European and American suppliers demanded compliance documentation African buyers couldn't produce. Their banks required risk assessments that made African transactions uneconomical. Their governments talked "partnerships" while cutting export credit programs. Their development agencies funded studies about African industrialization while Chinese companies were building the factories.
The vacuum was filled with remarkable efficiency. There is no EU plan, no US strategy, no coherent Western approach to reclaiming these relationships. The official documents exist. But the customs data tells a different story: the replacement is already complete.
The Game Theory of Dependency
African leaders are not passive victims. They understand perfectly well that their continent has become the prize in a great power competition.
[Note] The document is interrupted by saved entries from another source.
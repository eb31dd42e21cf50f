/*!
    Output profiles.
*/

use avsync_encode::{FullFrameConfig, VideoEncoder};
use avsync_mux::SESSION_TIME_BASE;
use avsync_types::CodecId;

/**
    How video frames become packets in the output container.

    A closed set, chosen per recording. `Mpeg4` re-encodes raw pixel
    frames and carries the encoder tuning; `Mjpeg` muxes pre-compressed
    JPEG frames untouched.
*/
#[derive(Clone, Copy, Debug)]
pub enum VideoProfile {
    /// MPEG-4 full-frame encoding of raw pixel frames.
    Mpeg4(FullFrameConfig),
    /// MJPEG passthrough of pre-compressed frames.
    Mjpeg,
}

impl VideoProfile {
    /**
        MPEG-4 with default encoder tuning.
    */
    pub fn mpeg4() -> Self {
        Self::Mpeg4(FullFrameConfig::default())
    }

    /**
        The video codec this profile writes.
    */
    pub fn codec(&self) -> CodecId {
        match self {
            Self::Mpeg4(_) => CodecId::Mpeg4,
            Self::Mjpeg => CodecId::Mjpeg,
        }
    }

    /**
        File extensions this profile is known to produce sane output for.
    */
    pub fn supported_extensions(&self) -> &'static [&'static str] {
        match self {
            Self::Mpeg4(_) => &["mp4", "mov", "mkv"],
            Self::Mjpeg => &["mp4"],
        }
    }

    pub(crate) fn build_encoder(&self) -> VideoEncoder {
        match self {
            Self::Mpeg4(config) => VideoEncoder::full_frame(*config, SESSION_TIME_BASE),
            Self::Mjpeg => VideoEncoder::passthrough(SESSION_TIME_BASE),
        }
    }
}

#[cfg(test)]
mod tests {
    use super::*;

    #[test]
    fn profile_codecs() {
        assert_eq!(VideoProfile::mpeg4().codec(), CodecId::Mpeg4);
        assert_eq!(VideoProfile::Mjpeg.codec(), CodecId::Mjpeg);
    }

    #[test]
    fn mjpeg_only_supports_mp4() {
        let extensions = VideoProfile::Mjpeg.supported_extensions();
        assert_eq!(extensions.len(), 1);
        assert!(extensions.contains(&"mp4"));
        assert!(VideoProfile::mpeg4().supported_extensions().contains(&"mkv"));
    }

    #[test]
    fn mpeg4_profile_carries_tuning() {
        let profile = VideoProfile::Mpeg4(FullFrameConfig {
            bit_rate: 8_000_000,
            bit_rate_tolerance: 400_000,
            thread_count: 2,
        });
        match profile {
            VideoProfile::Mpeg4(config) => assert_eq!(config.bit_rate, 8_000_000),
            VideoProfile::Mjpeg => unreachable!(),
        }
    }
}
/*!
    Encoded packet type.
*/

use crate::{MediaDuration, Pts, Rational};

/**
    Type of media stream a packet belongs to.
*/
#[derive(Clone, Copy, Debug, PartialEq, Eq, Hash)]
pub enum StreamType {
    /// Video stream
    Video,
    /// Audio stream
    Audio,
}

/**
    An encoded media packet.

    The unit of data between encoder and container writer. A packet is
    consumed exactly once by the writer; it is never re-muxed.
*/
#[derive(Clone, Debug)]
pub struct Packet {
    /// Compressed data.
    pub data: Vec<u8>,
    /// Presentation timestamp (when to display/play).
    pub pts: Option<Pts>,
    /// Decode timestamp (when to decode).
    pub dts: Option<Pts>,
    /// Duration of this packet's content.
    pub duration: MediaDuration,
    /// Time base for interpreting timestamps.
    pub time_base: Rational,
    /// Whether this packet can be decoded independently.
    pub is_keyframe: bool,
    /// Stream this packet belongs to.
    pub stream_type: StreamType,
}

impl Packet {
    /**
        Create a new packet.
    */
    pub fn new(
        data: Vec<u8>,
        pts: Option<Pts>,
        dts: Option<Pts>,
        duration: MediaDuration,
        time_base: Rational,
        is_keyframe: bool,
        stream_type: StreamType,
    ) -> Self {
        Self {
            data,
            pts,
            dts,
            duration,
            time_base,
            is_keyframe,
            stream_type,
        }
    }

    /**
        Returns the presentation offset in seconds, if PTS is set.
    */
    pub fn presentation_seconds(&self) -> Option<f64> {
        self.pts.map(|pts| pts.to_seconds(self.time_base))
    }

    /**
        Returns the packet duration in seconds.
    */
    pub fn duration_seconds(&self) -> f64 {
        self.duration.to_seconds(self.time_base)
    }

    /**
        Returns true if this packet carries video data.
    */
    pub fn is_video(&self) -> bool {
        self.stream_type == StreamType::Video
    }

    /**
        Returns true if this packet carries audio data.
    */
    pub fn is_audio(&self) -> bool {
        self.stream_type == StreamType::Audio
    }
}

static_assertions::assert_impl_all!(Packet: Send, Sync);
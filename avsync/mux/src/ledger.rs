/*!
    The frame timestamp ledger and its export formats.

    Every successfully muxed video frame appends one entry pairing its
    wall-clock capture time with the presentation timestamp it was muxed
    under. The ledger is exported next to the finished video for
    downstream frame-accurate lookup.
*/

use std::fs::File;
use std::io::{BufWriter, Write};
use std::path::{Path, PathBuf};
use std::str::FromStr;

use avsync_types::{Error, Pts, Result};

/**
    Timestamp export format.

    - `Json`: numeric array of wall-clock timestamps
    - `Csv`: tabular `timestamps [seconds],pts` pairs
    - `All`: both of the above
*/
#[derive(Clone, Copy, Debug, Default, PartialEq, Eq)]
pub enum TimestampFormat {
    #[default]
    Json,
    Csv,
    All,
}

impl FromStr for TimestampFormat {
    type Err = Error;

    fn from_str(s: &str) -> Result<Self> {
        match s {
            "json" => Ok(Self::Json),
            "csv" => Ok(Self::Csv),
            "all" => Ok(Self::All),
            other => Err(Error::UnknownExportFormat {
                format: other.to_string(),
            }),
        }
    }
}

/**
    One muxed video frame: wall-clock capture time and muxed PTS.
*/
#[derive(Clone, Copy, Debug, PartialEq)]
pub struct LedgerEntry {
    pub timestamp: f64,
    pub pts: i64,
}

/**
    Append-only record of every muxed video frame, in mux order.
*/
#[derive(Debug, Default)]
pub struct TimestampLedger {
    entries: Vec<LedgerEntry>,
}

impl TimestampLedger {
    pub fn new() -> Self {
        Self::default()
    }

    /**
        Record a muxed frame.
    */
    pub fn push(&mut self, timestamp: f64, pts: Pts) {
        self.entries.push(LedgerEntry {
            timestamp,
            pts: pts.0,
        });
    }

    /**
        Wall-clock timestamp of the most recently recorded frame.
    */
    pub fn last_timestamp(&self) -> Option<f64> {
        self.entries.last().map(|e| e.timestamp)
    }

    pub fn len(&self) -> usize {
        self.entries.len()
    }

    pub fn is_empty(&self) -> bool {
        self.entries.is_empty()
    }

    pub fn entries(&self) -> &[LedgerEntry] {
        &self.entries
    }

    /**
        Write the ledger next to `video_path` as
        `<stem>_timestamps.json` and/or `.csv`.
    */
    pub fn export(&self, video_path: &Path, format: TimestampFormat) -> Result<()> {
        let base = ledger_base_path(video_path);
        if matches!(format, TimestampFormat::Json | TimestampFormat::All) {
            self.export_json(&base.with_extension("json"))?;
        }
        if matches!(format, TimestampFormat::Csv | TimestampFormat::All) {
            self.export_csv(&base.with_extension("csv"))?;
        }
        Ok(())
    }

    fn export_json(&self, path: &Path) -> Result<()> {
        let timestamps: Vec<f64> = self.entries.iter().map(|e| e.timestamp).collect();
        let writer = BufWriter::new(File::create(path)?);
        serde_json::to_writer(writer, &timestamps)
            .map_err(|e| Error::invalid_data(e.to_string()))?;
        Ok(())
    }

    fn export_csv(&self, path: &Path) -> Result<()> {
        let mut writer = BufWriter::new(File::create(path)?);
        writeln!(writer, "timestamps [seconds],pts")?;
        for entry in &self.entries {
            writeln!(writer, "{:.6},{}", entry.timestamp, entry.pts)?;
        }
        writer.flush()?;
        Ok(())
    }
}

fn ledger_base_path(video_path: &Path) -> PathBuf {
    let stem = video_path
        .file_stem()
        .map(|s| s.to_string_lossy().into_owned())
        .unwrap_or_else(|| "recording".to_string());
    video_path.with_file_name(format!("{stem}_timestamps"))
}

#[cfg(test)]
mod tests {
    use super::*;

    #[test]
    fn format_parse_known() {
        assert_eq!("json".parse::<TimestampFormat>().unwrap(), TimestampFormat::Json);
        assert_eq!("csv".parse::<TimestampFormat>().unwrap(), TimestampFormat::Csv);
        assert_eq!("all".parse::<TimestampFormat>().unwrap(), TimestampFormat::All);
    }

    #[test]
    fn format_parse_unknown_is_rejected() {
        let err = "npy".parse::<TimestampFormat>().unwrap_err();
        assert!(matches!(err, Error::UnknownExportFormat { format } if format == "npy"));
    }

    #[test]
    fn push_and_last_timestamp() {
        let mut ledger = TimestampLedger::new();
        assert!(ledger.is_empty());
        assert_eq!(ledger.last_timestamp(), None);
        ledger.push(1.5, Pts(100));
        ledger.push(2.0, Pts(150));
        assert_eq!(ledger.len(), 2);
        assert_eq!(ledger.last_timestamp(), Some(2.0));
        assert_eq!(ledger.entries()[0].pts, 100);
    }

    #[test]
    fn base_path_is_sibling_of_video() {
        let base = ledger_base_path(Path::new("/tmp/session/world.mp4"));
        assert_eq!(base, Path::new("/tmp/session/world_timestamps"));
    }

    #[test]
    fn export_json_writes_numeric_array() {
        let dir = tempfile::tempdir().unwrap();
        let video = dir.path().join("eye0.mp4");
        let mut ledger = TimestampLedger::new();
        ledger.push(0.5, Pts(0));
        ledger.push(1.0, Pts(32767));
        ledger.export(&video, TimestampFormat::Json).unwrap();

        let text = std::fs::read_to_string(dir.path().join("eye0_timestamps.json")).unwrap();
        let values: Vec<f64> = serde_json::from_str(&text).unwrap();
        assert_eq!(values, vec![0.5, 1.0]);
        assert!(!dir.path().join("eye0_timestamps.csv").exists());
    }

    #[test]
    fn export_csv_pairs_timestamp_with_pts() {
        let dir = tempfile::tempdir().unwrap();
        let video = dir.path().join("eye0.mp4");
        let mut ledger = TimestampLedger::new();
        ledger.push(0.5, Pts(0));
        ledger.push(1.0, Pts(32767));
        ledger.export(&video, TimestampFormat::Csv).unwrap();

        let text = std::fs::read_to_string(dir.path().join("eye0_timestamps.csv")).unwrap();
        let mut lines = text.lines();
        assert_eq!(lines.next(), Some("timestamps [seconds],pts"));
        assert_eq!(lines.next(), Some("0.500000,0"));
        assert_eq!(lines.next(), Some("1.000000,32767"));
    }

    #[test]
    fn export_all_writes_both_artifacts() {
        let dir = tempfile::tempdir().unwrap();
        let video = dir.path().join("eye0.mp4");
        let mut ledger = TimestampLedger::new();
        ledger.push(0.5, Pts(0));
        ledger.export(&video, TimestampFormat::All).unwrap();
        assert!(dir.path().join("eye0_timestamps.json").exists());
        assert!(dir.path().join("eye0_timestamps.csv").exists());
    }
}
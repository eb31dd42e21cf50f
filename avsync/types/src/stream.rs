/*!
    Stream description types.
*/

use crate::{ChannelLayout, CodecId, Rational, SampleFormat};

/**
    Description of an audio source, used as the template for the exported
    audio stream.

    The recording mirrors the first segment's codec, rate and layout so
    that decoded segment frames can be re-encoded without conversion.
*/
#[derive(Clone, Copy, Debug, PartialEq, Eq)]
pub struct AudioTemplate {
    /// Codec of the source stream.
    pub codec: CodecId,
    /// Sample rate in Hz.
    pub sample_rate: u32,
    /// Channel layout.
    pub channels: ChannelLayout,
    /// Sample format of decoded frames.
    pub format: SampleFormat,
}

/**
    Operating parameters of an opened output audio encoder.

    `frame_size` is the codec's native frame length in samples per channel;
    silence synthesis chunks zeroed buffers at this granularity.
*/
#[derive(Clone, Copy, Debug, PartialEq, Eq)]
pub struct AudioStreamSpec {
    /// Sample rate in Hz.
    pub sample_rate: u32,
    /// Channel layout.
    pub channels: ChannelLayout,
    /// Sample format the encoder consumes.
    pub format: SampleFormat,
    /// Native codec frame length in samples per channel (e.g. 1024 for AAC).
    pub frame_size: usize,
}

impl AudioStreamSpec {
    /**
        The output audio stream's time base, one tick per sample.
    */
    pub fn time_base(&self) -> Rational {
        Rational::new(1, self.sample_rate as i32)
    }
}
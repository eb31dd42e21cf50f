/*!
    Deterministic fakes for the pipeline seam traits.

    The engine's contract is observable entirely through packets, so the
    fakes are passthrough codecs: one packet per frame, payload equal to
    the frame data (silence stays all-zero and is recognizable as such).
    Audio runs at 10 Hz with 4-sample frames to keep test arithmetic
    readable.
*/

use std::cell::RefCell;
use std::collections::{HashSet, VecDeque};
use std::rc::Rc;

use avsync_types::{
    AudioEncode, AudioFrame, AudioFrameSource, AudioStreamSpec, ChannelLayout, Error,
    MediaDuration, Packet, PacketSink, Pts, Result, SampleFormat, StreamType, VideoEncode,
    VideoFrame,
};

use crate::segment::AudioSegment;
use crate::writer::SESSION_TIME_BASE;

pub(crate) const TEST_RATE: u32 = 10;
pub(crate) const TEST_FRAME_SIZE: usize = 4;

#[derive(Default)]
struct LogInner {
    packets: Vec<Packet>,
    finished: usize,
}

/// Shared, inspectable record of everything a [`FakeSink`] received.
pub(crate) struct SinkLog {
    inner: RefCell<LogInner>,
}

impl SinkLog {
    pub(crate) fn packets(&self) -> Vec<Packet> {
        self.inner.borrow().packets.clone()
    }

    pub(crate) fn finished(&self) -> usize {
        self.inner.borrow().finished
    }
}

pub(crate) struct FakeSink {
    log: Rc<SinkLog>,
}

impl FakeSink {
    pub(crate) fn new() -> (Self, Rc<SinkLog>) {
        let log = Rc::new(SinkLog {
            inner: RefCell::default(),
        });
        (Self { log: Rc::clone(&log) }, log)
    }
}

impl PacketSink for FakeSink {
    fn submit(&mut self, packet: Packet) -> Result<()> {
        self.log.inner.borrow_mut().packets.push(packet);
        Ok(())
    }

    fn finish(&mut self) -> Result<()> {
        self.log.inner.borrow_mut().finished += 1;
        Ok(())
    }
}

/// One video packet per frame, or none for registered failure indices.
pub(crate) struct FakeVideoEncode {
    configured: bool,
    fail_indices: HashSet<u64>,
}

impl FakeVideoEncode {
    pub(crate) fn new() -> Self {
        Self {
            configured: false,
            fail_indices: HashSet::new(),
        }
    }

    /// Make the encoder yield zero packets for the frame with this index.
    pub(crate) fn fail_on(&mut self, index: u64) {
        self.fail_indices.insert(index);
    }
}

impl VideoEncode for FakeVideoEncode {
    fn configure(&mut self, _first_frame: &VideoFrame) -> Result<()> {
        self.configured = true;
        Ok(())
    }

    fn encode(&mut self, frame: &VideoFrame, pts: Pts) -> Result<Vec<Packet>> {
        assert!(self.configured, "encode called before configure");
        if self.fail_indices.contains(&frame.index) {
            return Ok(Vec::new());
        }
        Ok(vec![Packet::new(
            vec![0xF0, frame.index as u8],
            Some(pts),
            Some(pts),
            MediaDuration(0),
            SESSION_TIME_BASE,
            true,
            StreamType::Video,
        )])
    }

    fn finish(&mut self) -> Result<Vec<Packet>> {
        Ok(Vec::new())
    }
}

/// Passthrough audio "codec": 10 Hz, mono S16, 4-sample native frames.
pub(crate) struct FakeAudioEncode {
    spec: AudioStreamSpec,
}

impl Default for FakeAudioEncode {
    fn default() -> Self {
        Self {
            spec: AudioStreamSpec {
                sample_rate: TEST_RATE,
                channels: ChannelLayout::Mono,
                format: SampleFormat::S16,
                frame_size: TEST_FRAME_SIZE,
            },
        }
    }
}

impl AudioEncode for FakeAudioEncode {
    fn spec(&self) -> AudioStreamSpec {
        self.spec
    }

    fn encode(&mut self, frame: &AudioFrame) -> Result<Vec<Packet>> {
        Ok(vec![Packet::new(
            frame.data.clone(),
            None,
            None,
            MediaDuration(frame.samples as i64),
            self.spec.time_base(),
            true,
            StreamType::Audio,
        )])
    }
}

pub(crate) struct VecSource {
    frames: VecDeque<AudioFrame>,
}

impl VecSource {
    pub(crate) fn new(frames: Vec<AudioFrame>) -> Self {
        Self {
            frames: frames.into(),
        }
    }
}

impl AudioFrameSource for VecSource {
    fn next_frame(&mut self) -> Result<Option<AudioFrame>> {
        Ok(self.frames.pop_front())
    }
}

/// A source whose very first decode fails.
pub(crate) struct FailingSource;

impl AudioFrameSource for FailingSource {
    fn next_frame(&mut self) -> Result<Option<AudioFrame>> {
        Err(Error::codec("decode failed"))
    }
}

/// `count` mono S16 frames of `samples` samples, filled with a nonzero
/// pattern so tests can tell real audio from synthesized silence.
pub(crate) fn frames(count: usize, samples: usize) -> Vec<AudioFrame> {
    (0..count)
        .map(|i| {
            AudioFrame::new(
                vec![(i + 1) as u8; samples * 2],
                samples,
                TEST_RATE,
                ChannelLayout::Mono,
                SampleFormat::S16,
            )
        })
        .collect()
}

/// A segment of `count` frames starting at wall clock `start`, with
/// timestamps spaced by the frame duration (contiguous audio).
pub(crate) fn segment_at(start: f64, count: usize, samples: usize) -> AudioSegment {
    let duration = samples as f64 / TEST_RATE as f64;
    let timestamps = (0..count).map(|i| start + i as f64 * duration).collect();
    AudioSegment::new(Box::new(VecSource::new(frames(count, samples))), timestamps)
}
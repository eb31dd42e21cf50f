/*!
    Raw frame types fed into the recording pipeline.
*/

use crate::{AudioStreamSpec, ChannelLayout, PixelFormat, SampleFormat};

/**
    Pixel payload of a captured video frame.

    Capture backends deliver one of a small closed set of layouts; which
    one decides how the frame is encoded downstream. `Jpeg` carries an
    already-compressed payload that is muxed as-is.
*/
#[derive(Clone, Debug)]
pub enum PixelData {
    /// Planar YUV 4:2:2: full-resolution luma plane, half-width chroma planes.
    Yuv422 { y: Vec<u8>, u: Vec<u8>, v: Vec<u8> },
    /// Packed BGR, 3 bytes per pixel.
    Bgr24(Vec<u8>),
    /// A complete JPEG image as produced by the capture hardware.
    Jpeg(Vec<u8>),
}

impl PixelData {
    /**
        The pixel format this payload is laid out in.
    */
    pub const fn format(&self) -> PixelFormat {
        match self {
            Self::Yuv422 { .. } => PixelFormat::Yuv422p,
            Self::Bgr24(_) => PixelFormat::Bgr24,
            Self::Jpeg(_) => PixelFormat::Yuvj422p,
        }
    }
}

/**
    A captured video frame.

    Frames arrive stamped with the wall-clock time of capture and a running
    sequence index. They are read-only to the pipeline; encoding copies the
    pixel data into encoder-owned buffers.
*/
#[derive(Clone, Debug)]
pub struct VideoFrame {
    /// Frame width in pixels.
    pub width: u32,
    /// Frame height in pixels.
    pub height: u32,
    /// Pixel payload.
    pub pixels: PixelData,
    /// Wall-clock capture time in seconds.
    pub timestamp: f64,
    /// Running capture index, used only for diagnostics.
    pub index: u64,
}

impl VideoFrame {
    /**
        Create a new video frame.
    */
    pub fn new(width: u32, height: u32, pixels: PixelData, timestamp: f64, index: u64) -> Self {
        Self {
            width,
            height,
            pixels,
            timestamp,
            index,
        }
    }
}

/**
    A decoded audio frame.

    Contains raw sample data in the format specified by `format`.
    Samples are interleaved for multi-channel audio:
    for stereo F32 the layout is `[L0, R0, L1, R1, ...]`.
*/
#[derive(Clone, Debug)]
pub struct AudioFrame {
    /// Raw sample data as bytes, interpreted per `format` and `channels`.
    pub data: Vec<u8>,
    /// Number of samples per channel.
    pub samples: usize,
    /// Sample rate in Hz.
    pub sample_rate: u32,
    /// Channel layout.
    pub channels: ChannelLayout,
    /// Sample format.
    pub format: SampleFormat,
}

impl AudioFrame {
    /**
        Create a new audio frame.
    */
    pub fn new(
        data: Vec<u8>,
        samples: usize,
        sample_rate: u32,
        channels: ChannelLayout,
        format: SampleFormat,
    ) -> Self {
        Self {
            data,
            samples,
            sample_rate,
            channels,
            format,
        }
    }

    /**
        Create a zero-amplitude frame of `samples` samples matching an
        output stream's sample format and layout.
    */
    pub fn silence(samples: usize, spec: &AudioStreamSpec) -> Self {
        let len = samples * spec.channels.channels() as usize * spec.format.bytes_per_sample();
        Self {
            data: vec![0u8; len],
            samples,
            sample_rate: spec.sample_rate,
            channels: spec.channels,
            format: spec.format,
        }
    }

    /**
        Returns the duration of this frame in seconds.
    */
    pub fn duration(&self) -> f64 {
        self.samples as f64 / self.sample_rate as f64
    }

    /**
        Returns the total number of samples (samples per channel × channels).
    */
    pub fn total_samples(&self) -> usize {
        self.samples * self.channels.channels() as usize
    }

    /**
        Returns the expected data length in bytes.
    */
    pub fn expected_data_len(&self) -> usize {
        self.total_samples() * self.format.bytes_per_sample()
    }
}

// Frames cross thread boundaries when the encoder runs its own pool.
static_assertions::assert_impl_all!(VideoFrame: Send, Sync);
static_assertions::assert_impl_all!(AudioFrame: Send, Sync);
They accept Chinese credit because it comes faster, with fewer conditions, and without governance lectures. Western aid — for prestige and institutional relationships. Russian military partnerships — for security neither China nor the West offers.
Nigeria's attempt to join BRICS is the latest move. An effort to claim agency, raise stakes for all external players. The post-colonial influence system is broken. No single power has filled the vacuum.
African leaders skillfully play stakeholders against each other — China, the EU, the US, Russia — accepting money from all, promising each eternal loyalty. This is not naivety. It is strategy.
But the customs data suggests that on the ground — at the level of actual machinery, actual supply chains, actual industrial capacity — China has already won the economic competition. Not through grand strategy. Through relentless accumulation of small advantages: lower prices, faster delivery, easier financing, permanent presence through maintenance.
The replacement of Western suppliers is not a trend to be monitored. It is a completed fact to be managed.
The markets are real. The dependency is real. The question is no longer whether China controls West Africa's industrial infrastructure.
The question is what happens when that control becomes leverage.
The markets are real. Your assumptions aren't.